Math, asked by BrainlyHelper, 1 year ago

A cylinder, a cone and a hemisphere are of equal base and have the same height. What is the ratio of their volumes?

Answers

Answered by nikitasingh79
9

Answer:

The ratio of cylinder, cone and hemisphere is 3 : 1 : 2.

Step-by-step explanation:

Given :  

Base of a Cylinder , cone and a hemisphere are equal then their Radius are also equal.

Radius and heights of the Cylinder , cone and a hemisphere are same.
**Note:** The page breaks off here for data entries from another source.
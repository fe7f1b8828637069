use axum::routing::{get, put};
use axum::Router;

use crate::handlers::threshold;
use crate::state::AppState;

/// Threshold routes mounted at `/thresholds`.
///
/// `GET /{id}` takes a template id; `DELETE /{id}` takes the row id.
///
/// ```text
/// PUT    /             -> upsert_threshold
/// GET    /effective    -> get_effective
/// GET    /{id}         -> get_for_template
/// DELETE /{id}         -> delete_threshold
/// ```
pub fn router() -> Router<AppState> {
    Router::new()
        .route("/", put(threshold::upsert_threshold))
        .route("/effective", get(threshold::get_effective))
        .route(
            "/{id}",
            get(threshold::get_for_template).delete(threshold::delete_threshold),
        )
}

/// Manager routes mounted at `/managers`.
///
/// ```text
/// GET    /{manager_id}/thresholds    -> list_for_manager
/// GET    /{manager_id}/analytics     -> get_analytics
/// ```
pub fn manager_router() -> Router<AppState> {
    Router::new()
        .route("/{manager_id}/thresholds", get(threshold::list_for_manager))
        .route("/{manager_id}/analytics", get(threshold::get_analytics))
}
//! Shared query parameter types for API handlers.

use serde::Deserialize;

/// `?managerId=` narrowing for threshold lookups.
#[derive(Debug, Default, Deserialize)]
#[serde(rename_all = "camelCase")]
pub struct ManagerParams {
    pub manager_id: Option<String>,
}

/// `?limit=` for the pending review queue. Clamped in the orchestrator.
#[derive(Debug, Deserialize)]
pub struct LimitParams {
    pub limit: Option<i64>,
}
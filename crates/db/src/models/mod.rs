//! Row structs and their conversions to domain types.
//!
//! Each submodule contains a `FromRow` struct matching the table columns and
//! a `TryFrom` into the `scenegate-core` type the rest of the system uses.

pub mod approval_threshold;
pub mod scene_layout;
pub mod scene_submission;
Let the radius of the Cylinder = Radius of cone Radius of hemisphere = r

Height of the cone & Cylinder , h =  radius of the hemisphere =  r

Let the volume of cylinder ,cone and hemisphere be V1, V2 & V3.

V1 : V2 : V3 = πr²h : ⅓ πr²h : ⅔ πr³

V1 : V2 : V3 = r²(r) : ⅓ r²(r) : ⅔ r³

V1 : V2 : V3 = r³ : ⅓ r³ : ⅔ r³

V1 : V2 : V3 = 1 : ⅓ : ⅔  

V1 : V2 : V3 =  3 : 1 : 2

Volume of cylinder : Volume of cone : Volume of hemisphere = 3 : 1 : 2

Hence, the ratio of cylinder cone and hemisphere is 3 : 1 : 2.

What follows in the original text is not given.